WORK ORDER. What lines in the records below mention "skins"? List them all.

DATA FOR THIS TASK.

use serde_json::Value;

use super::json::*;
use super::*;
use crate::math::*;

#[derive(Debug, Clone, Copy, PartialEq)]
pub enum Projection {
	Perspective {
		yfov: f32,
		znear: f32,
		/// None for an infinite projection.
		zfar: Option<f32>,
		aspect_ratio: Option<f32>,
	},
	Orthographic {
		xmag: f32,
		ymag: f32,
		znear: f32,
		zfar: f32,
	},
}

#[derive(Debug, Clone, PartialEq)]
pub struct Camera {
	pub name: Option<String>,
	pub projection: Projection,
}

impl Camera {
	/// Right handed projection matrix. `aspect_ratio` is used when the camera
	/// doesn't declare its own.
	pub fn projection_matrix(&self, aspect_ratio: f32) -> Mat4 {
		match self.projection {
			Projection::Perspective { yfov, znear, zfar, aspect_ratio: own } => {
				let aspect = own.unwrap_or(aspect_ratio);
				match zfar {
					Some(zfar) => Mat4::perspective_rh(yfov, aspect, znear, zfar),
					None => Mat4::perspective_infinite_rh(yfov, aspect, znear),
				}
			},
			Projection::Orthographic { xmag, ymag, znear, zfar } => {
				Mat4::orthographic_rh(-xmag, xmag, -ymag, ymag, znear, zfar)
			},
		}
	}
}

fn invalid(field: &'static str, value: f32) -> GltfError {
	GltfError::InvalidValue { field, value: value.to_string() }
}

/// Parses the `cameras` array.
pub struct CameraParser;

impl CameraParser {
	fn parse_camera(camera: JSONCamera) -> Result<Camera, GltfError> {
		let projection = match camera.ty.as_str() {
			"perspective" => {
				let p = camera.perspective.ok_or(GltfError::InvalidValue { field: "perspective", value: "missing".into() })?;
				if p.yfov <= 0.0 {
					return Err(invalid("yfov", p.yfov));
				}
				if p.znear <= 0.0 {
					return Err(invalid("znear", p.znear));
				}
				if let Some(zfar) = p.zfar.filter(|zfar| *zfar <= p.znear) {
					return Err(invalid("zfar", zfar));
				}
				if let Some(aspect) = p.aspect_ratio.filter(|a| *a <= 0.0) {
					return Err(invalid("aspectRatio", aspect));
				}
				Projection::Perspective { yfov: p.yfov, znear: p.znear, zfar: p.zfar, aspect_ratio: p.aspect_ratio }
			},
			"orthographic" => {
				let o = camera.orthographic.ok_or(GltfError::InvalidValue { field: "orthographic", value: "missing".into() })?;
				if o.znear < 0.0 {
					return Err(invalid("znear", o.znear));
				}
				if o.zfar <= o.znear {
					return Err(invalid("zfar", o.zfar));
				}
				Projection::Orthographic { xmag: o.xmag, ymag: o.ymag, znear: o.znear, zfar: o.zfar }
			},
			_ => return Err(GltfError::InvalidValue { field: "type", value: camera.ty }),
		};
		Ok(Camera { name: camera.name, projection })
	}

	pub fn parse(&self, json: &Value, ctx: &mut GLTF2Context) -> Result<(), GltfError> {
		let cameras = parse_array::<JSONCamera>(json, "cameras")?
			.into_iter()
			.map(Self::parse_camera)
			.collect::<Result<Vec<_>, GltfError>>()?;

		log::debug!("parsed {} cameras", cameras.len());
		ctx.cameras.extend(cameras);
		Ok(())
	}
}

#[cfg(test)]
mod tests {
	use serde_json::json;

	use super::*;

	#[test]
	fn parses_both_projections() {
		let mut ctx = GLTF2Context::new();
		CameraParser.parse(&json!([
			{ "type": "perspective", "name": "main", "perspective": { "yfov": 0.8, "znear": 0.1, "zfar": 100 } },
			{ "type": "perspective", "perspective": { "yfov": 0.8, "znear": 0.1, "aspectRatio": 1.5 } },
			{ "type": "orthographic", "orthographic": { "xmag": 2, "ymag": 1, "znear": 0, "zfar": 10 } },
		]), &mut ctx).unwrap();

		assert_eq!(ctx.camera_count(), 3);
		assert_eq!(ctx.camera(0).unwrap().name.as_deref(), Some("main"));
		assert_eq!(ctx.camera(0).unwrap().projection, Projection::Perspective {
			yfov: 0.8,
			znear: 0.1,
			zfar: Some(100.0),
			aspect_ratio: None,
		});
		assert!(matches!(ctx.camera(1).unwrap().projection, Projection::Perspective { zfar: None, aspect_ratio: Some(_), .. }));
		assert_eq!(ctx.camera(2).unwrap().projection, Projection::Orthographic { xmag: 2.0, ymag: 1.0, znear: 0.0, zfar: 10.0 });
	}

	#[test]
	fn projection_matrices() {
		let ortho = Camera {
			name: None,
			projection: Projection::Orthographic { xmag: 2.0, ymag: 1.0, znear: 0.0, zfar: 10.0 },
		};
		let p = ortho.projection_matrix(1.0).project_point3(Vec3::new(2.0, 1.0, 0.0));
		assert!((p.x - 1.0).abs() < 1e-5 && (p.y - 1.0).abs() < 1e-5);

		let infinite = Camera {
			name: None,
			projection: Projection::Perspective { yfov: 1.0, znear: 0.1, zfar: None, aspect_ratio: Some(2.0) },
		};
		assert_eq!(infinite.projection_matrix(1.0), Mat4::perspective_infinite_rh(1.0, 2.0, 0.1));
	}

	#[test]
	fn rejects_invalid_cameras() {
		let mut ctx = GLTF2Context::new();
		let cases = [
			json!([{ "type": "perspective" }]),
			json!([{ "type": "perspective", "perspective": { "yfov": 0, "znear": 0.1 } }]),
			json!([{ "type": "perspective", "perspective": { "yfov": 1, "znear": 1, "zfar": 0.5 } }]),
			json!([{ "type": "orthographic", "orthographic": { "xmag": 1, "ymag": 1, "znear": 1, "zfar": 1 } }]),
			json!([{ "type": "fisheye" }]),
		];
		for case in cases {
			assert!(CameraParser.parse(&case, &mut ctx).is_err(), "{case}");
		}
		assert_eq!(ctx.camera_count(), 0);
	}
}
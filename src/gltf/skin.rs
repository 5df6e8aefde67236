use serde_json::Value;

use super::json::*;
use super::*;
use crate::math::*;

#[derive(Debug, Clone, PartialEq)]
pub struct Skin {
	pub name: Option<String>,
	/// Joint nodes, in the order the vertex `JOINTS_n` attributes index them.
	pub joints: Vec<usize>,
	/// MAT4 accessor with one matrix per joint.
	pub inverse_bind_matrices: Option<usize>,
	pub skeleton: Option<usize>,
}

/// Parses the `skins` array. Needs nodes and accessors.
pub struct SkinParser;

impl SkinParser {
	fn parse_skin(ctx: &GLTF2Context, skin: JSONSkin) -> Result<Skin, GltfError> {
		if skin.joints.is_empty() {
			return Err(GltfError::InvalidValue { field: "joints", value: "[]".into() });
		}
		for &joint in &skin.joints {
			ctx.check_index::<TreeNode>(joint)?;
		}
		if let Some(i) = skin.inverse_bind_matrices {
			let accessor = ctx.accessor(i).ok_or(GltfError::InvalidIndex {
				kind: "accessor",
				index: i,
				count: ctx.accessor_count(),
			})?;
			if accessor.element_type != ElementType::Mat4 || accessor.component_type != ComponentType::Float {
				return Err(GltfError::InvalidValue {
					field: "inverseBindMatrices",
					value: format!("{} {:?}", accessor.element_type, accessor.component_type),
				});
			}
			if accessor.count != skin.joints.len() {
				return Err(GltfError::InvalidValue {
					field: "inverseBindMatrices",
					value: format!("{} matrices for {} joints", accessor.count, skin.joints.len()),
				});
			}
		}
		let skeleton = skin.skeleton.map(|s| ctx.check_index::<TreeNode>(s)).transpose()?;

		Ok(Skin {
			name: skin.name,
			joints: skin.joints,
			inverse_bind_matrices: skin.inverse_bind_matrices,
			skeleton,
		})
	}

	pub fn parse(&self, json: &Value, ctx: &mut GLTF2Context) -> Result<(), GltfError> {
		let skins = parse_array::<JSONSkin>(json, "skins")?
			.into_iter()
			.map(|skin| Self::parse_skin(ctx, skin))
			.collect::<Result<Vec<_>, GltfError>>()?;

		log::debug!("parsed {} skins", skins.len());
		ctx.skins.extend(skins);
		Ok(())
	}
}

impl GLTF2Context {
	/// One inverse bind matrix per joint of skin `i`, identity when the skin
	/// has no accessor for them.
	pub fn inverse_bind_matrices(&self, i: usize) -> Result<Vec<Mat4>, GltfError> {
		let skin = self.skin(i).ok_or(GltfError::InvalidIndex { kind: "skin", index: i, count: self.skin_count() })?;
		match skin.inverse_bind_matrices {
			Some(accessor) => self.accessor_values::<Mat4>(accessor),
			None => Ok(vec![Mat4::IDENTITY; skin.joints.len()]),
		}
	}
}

TASK ANSWER.
/// Parses the `skins` array. Needs nodes and accessors.
		let skins = parse_array::<JSONSkin>(json, "skins")?
		log::debug!("parsed {} skins", skins.len());
		ctx.skins.extend(skins);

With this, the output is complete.